If your nausea is PID-related, you may also feel sick at times that aren’t close to your period. PID is most commonly treated with antibiotics.
Baby on board
If your pre-period nausea turns out to be notably period-free, you may actually be experiencing morning sickness. Despite the name, nausea and vomiting during pregnancy can happen at any time of day, and it usually strikes early on (before 9 weeks).
Feeling sick to your stomach can be the first sign of pregnancy, before a missed period. This kind of nausea tends to calm down after week 14, but some women deal with bouts of nausea for their whole pregnancy.
If you’re pregnant and experiencing severe nausea that affects your daily life, ask your doctor about any baby-safe treatments you can try.
When it comes to relief, both modern medicine and Mother Nature can offer assistance.
Depending on the underlying cause of your nausea, your doctor may suggest an over-the-counter medication or write you a prescription to treat this symptom.
No scrip necessary
Nonsteroidal anti-inflammatory drugs (NSAIDs) are a go-to for handling period pain — no prescription required.
You probably know these medications by brand names like Advil and Motrin (ibuprofen) or Aleve (naproxen). NSAIDs work by decreasing the pesky prostaglandins that can cause cramping, which in turn can help with nausea.
If your nausea is the result of PMS or PMDD, your doctor may prescribe a type of antidepressant called a selective serotonin reuptake inhibitor (SSRI), which works by increasing the amount of the serotonin in your brain.
Birth control pills are another prescribed option that can help alleviate your pre-period queasiness. Designed to prevent pregnancy, oral contraceptives work by manipulating certain hormones in your body.

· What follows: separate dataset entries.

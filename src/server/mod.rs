//! HTTP server for the coaching API.
//!
//! Provides REST endpoints for:
//! - User provisioning and WhatsApp linking
//! - Transaction ingestion (which opens context conversations)
//! - The message conversation loop
//! - Report generation and retrieval
//! - The WhatsApp webhook (verification handshake and inbound messages)

pub mod routes;

pub use routes::create_router;

use std::sync::Arc;

use axum::{http::StatusCode, response::IntoResponse};
use tokio::net::TcpListener;
use tower_http::trace::TraceLayer;
use tracing::info;

use crate::{core::Services, errors::Error};

/// Shared application state.
pub struct AppState {
    /// Core collaborators bundle
    pub services: Services,
    /// Shared secret for the webhook verification handshake
    pub webhook_verify_token: Option<String>,
}

impl AppState {
    /// Creates the shared state.
    #[must_use]
    pub fn new(services: Services, webhook_verify_token: Option<String>) -> Arc<Self> {
        Arc::new(Self {
            services,
            webhook_verify_token,
        })
    }
}

/// Starts the HTTP server on `listen_addr` and serves until shutdown.
pub async fn run_server(state: Arc<AppState>, listen_addr: &str) -> crate::errors::Result<()> {
    let app = create_router(state).layer(TraceLayer::new_for_http());

    let listener = TcpListener::bind(listen_addr).await?;
    info!("listening on http://{listen_addr}");
    axum::serve(listener, app).await?;

    Ok(())
}

impl IntoResponse for Error {
    fn into_response(self) -> axum::response::Response {
        let status = match &self {
            Self::UserNotFound { .. } | Self::TransactionNotFound { .. } => StatusCode::NOT_FOUND,
            Self::InvalidAmount { .. } | Self::NoUnreportedTransactions { .. } => {
                StatusCode::BAD_REQUEST
            }
            Self::AiGeneration { .. } | Self::Delivery { .. } => StatusCode::BAD_GATEWAY,
            Self::Database(_)
            | Self::Config { .. }
            | Self::EnvVar(_)
            | Self::Io(_) => StatusCode::INTERNAL_SERVER_ERROR,
        };
        let body = axum::Json(serde_json::json!({ "error": self.to_string() }));
        (status, body).into_response()
    }
}
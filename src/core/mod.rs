//! Core business logic - framework-agnostic conversation, transaction, and
//! reporting operations.
//!
//! Everything here works against a [`Services`] bundle: the database handle
//! plus the two external collaborators behind their traits. The HTTP layer
//! constructs one `Services` at startup; tests construct one around an
//! in-memory database and scripted fakes.

/// Conversation router - routes each inbound message to the open
/// transaction-context conversation or the general assistant
pub mod conversation;
/// Context-request initiator - proactively opens a conversation after a
/// transaction is created
pub mod context_request;
/// Message log operations
pub mod message;
/// Prompt builders for the completion provider
pub mod prompts;
/// Report aggregation - SHORT report generation and LIFE report folding
pub mod report;
/// Transaction operations, including the atomic create + balance update
pub mod transaction;
/// User provisioning and WhatsApp identity resolution
pub mod user;

use std::sync::Arc;

use sea_orm::DatabaseConnection;

use crate::providers::{CompletionProvider, Messenger};

/// Collaborators injected into every core operation.
///
/// Cheap to clone; background tasks take their own copy.
#[derive(Clone)]
pub struct Services {
    /// Database connection
    pub db: DatabaseConnection,
    /// Language-model completion service
    pub completion: Arc<dyn CompletionProvider>,
    /// Outbound messaging channel, None when delivery is not configured
    pub messenger: Option<Arc<dyn Messenger>>,
}

impl Services {
    /// Bundles the injected collaborators.
    #[must_use]
    pub fn new(
        db: DatabaseConnection,
        completion: Arc<dyn CompletionProvider>,
        messenger: Option<Arc<dyn Messenger>>,
    ) -> Self {
        Self {
            db,
            completion,
            messenger,
        }
    }
}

Some women rely on birth control pills to relieve other period-related woes, including:
- abnormal bleeding
- painful periods
- heavy periods
Mother Nature has a variety of options when it comes to nausea relief:
- Ginger. Pretty much the OG of natural nausea remedies, ginger can help regulate prostaglandins, offering a defense against both cramps and nausea. Some research suggests ginger can help reduce nausea and vomiting related to chemotherapy or pregnancy.

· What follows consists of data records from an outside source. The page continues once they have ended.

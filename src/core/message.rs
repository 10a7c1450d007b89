//! Message log operations.
//!
//! The log is append-only: every inbound user message is recorded before the
//! turn is processed, and every outbound AI reply is recorded before it is
//! dispatched. The only after-the-fact mutation is attaching the
//! continuation token a general-assistant turn produced for its inbound row.

use crate::{
    entities::{Message, message},
    errors::{Error, Result},
};
use sea_orm::{QueryOrder, Set, prelude::*};

/// Logs an inbound user message.
pub async fn log_inbound(
    db: &DatabaseConnection,
    user_id: i64,
    content: &str,
) -> Result<message::Model> {
    let model = message::ActiveModel {
        user_id: Set(user_id),
        content: Set(content.to_string()),
        is_from_ai: Set(false),
        options: Set(None),
        ai_response_id: Set(None),
        created_at: Set(chrono::Utc::now()),
        ..Default::default()
    };
    model.insert(db).await.map_err(Into::into)
}

/// Logs an outbound AI reply, serializing any reply options as JSON.
pub async fn log_outbound(
    db: &DatabaseConnection,
    user_id: i64,
    content: &str,
    options: &[String],
) -> Result<message::Model> {
    let serialized = if options.is_empty() {
        None
    } else {
        Some(
            serde_json::to_string(options).map_err(|e| Error::Config {
                message: format!("failed to serialize reply options: {e}"),
            })?,
        )
    };
    let model = message::ActiveModel {
        user_id: Set(user_id),
        content: Set(content.to_string()),
        is_from_ai: Set(true),
        options: Set(serialized),
        ai_response_id: Set(None),
        created_at: Set(chrono::Utc::now()),
        ..Default::default()
    };
    model.insert(db).await.map_err(Into::into)
}

/// The most recent inbound message logged before the given one.
///
/// Holds the continuation token that keeps multi-turn general chat coherent.
pub async fn latest_prior_inbound(
    db: &DatabaseConnection,
    user_id: i64,
    before_message_id: i64,
) -> Result<Option<message::Model>> {
    Message::find()
        .filter(message::Column::UserId.eq(user_id))
        .filter(message::Column::IsFromAi.eq(false))
        .filter(message::Column::Id.lt(before_message_id))
        .order_by_desc(message::Column::Id)
        .one(db)
        .await
        .map_err(Into::into)
}

/// Attaches the continuation token produced for a general-assistant turn.
pub async fn attach_response_id(
    db: &DatabaseConnection,
    message_id: i64,
    response_id: &str,
) -> Result<message::Model> {
    let found = Message::find_by_id(message_id)
        .one(db)
        .await?
        .ok_or_else(|| Error::Config {
            message: format!("message {message_id} not found"),
        })?;
    let mut active: message::ActiveModel = found.into();
    active.ai_response_id = Set(Some(response_id.to_string()));
    active.update(db).await.map_err(Into::into)
}

/// A user's full message history, oldest first.
pub async fn get_messages_by_user(
    db: &DatabaseConnection,
    user_id: i64,
) -> Result<Vec<message::Model>> {
    Message::find()
        .filter(message::Column::UserId.eq(user_id))
        .order_by_asc(message::Column::Id)
        .all(db)
        .await
        .map_err(Into::into)
}

#[cfg(test)]
mod tests {
    #![allow(clippy::unwrap_used)]
    use super::*;
    use crate::test_utils::*;

    #[tokio::test]
    async fn test_log_and_list_messages() -> Result<()> {
        let (db, user) = setup_with_user().await?;

        let inbound = log_inbound(&db, user.id, "how much did I spend?").await?;
        assert!(!inbound.is_from_ai);
        assert_eq!(inbound.options, None);

        let options = vec!["Weekly food".to_string(), "One-off treat".to_string()];
        let outbound = log_outbound(&db, user.id, "What was the occasion?", &options).await?;
        assert!(outbound.is_from_ai);
        let stored: Vec<String> =
            serde_json::from_str(outbound.options.as_deref().unwrap()).unwrap();
        assert_eq!(stored, options);

        let history = get_messages_by_user(&db, user.id).await?;
        assert_eq!(history.len(), 2);
        assert_eq!(history[0].id, inbound.id);
        assert_eq!(history[1].id, outbound.id);

        Ok(())
    }

    #[tokio::test]
    async fn test_outbound_without_options_stores_none() -> Result<()> {
        let (db, user) = setup_with_user().await?;
        let outbound = log_outbound(&db, user.id, "Got it, thanks!", &[]).await?;
        assert_eq!(outbound.options, None);
        Ok(())
    }

    #[tokio::test]
    async fn test_latest_prior_inbound_skips_ai_and_current() -> Result<()> {
        let (db, user) = setup_with_user().await?;

        let first = log_inbound(&db, user.id, "first question").await?;
        let first = attach_response_id(&db, first.id, "resp_first").await?;
        log_outbound(&db, user.id, "first answer", &[]).await?;
        let current = log_inbound(&db, user.id, "follow-up").await?;

        let prior = latest_prior_inbound(&db, user.id, current.id).await?.unwrap();
        assert_eq!(prior.id, first.id);
        assert_eq!(prior.ai_response_id.as_deref(), Some("resp_first"));

        // The very first turn has no prior inbound
        let none = latest_prior_inbound(&db, user.id, first.id).await?;
        assert!(none.is_none());

        Ok(())
    }
}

- Cinnamon. Like ginger, cinnamon can put the kibosh on prostaglandins thanks to a compound called eugenol. In addition to helping with nausea, it can reduce menstrual pain and bleeding.
- Fennel. This licorice-tasting root vegetable has anti-inflammatory properties that can alleviate period pain and nausea. Try sipping on fennel tea the next time your stomach turns sour. You can find fennel in capsule and tincture form as well.
- Aromatherapy. A 2012 study found aromatherapy to be effective at treating post-operative nausea and vomiting. Participants in the study inhaled peppermint oil or saline vapor. Like ginger and cinnamon, peppermint can suppress prostaglandins. Peppermint tea may also offer relief.
However unpleasant it may be, if your nausea is tolerable, there’s probably no need to see a doctor. But if the nausea is bad enough that you’re having trouble going about your daily life, check in with your doc.
If you’re experiencing other symptoms like vomiting, diarrhea, severe stomach cramps, chills, or a fever, seek medical attention to rule out anything more serious than an impending period.
While premenstrual nausea can be uncomfortable and annoying, it’s usually nothing to worry about, and there are quite a few treatment options to choose from.
Only you know what’s normal for your body. If your nausea feels more aggressive than you’re used to, period or no period, talk to your doctor about what to do next.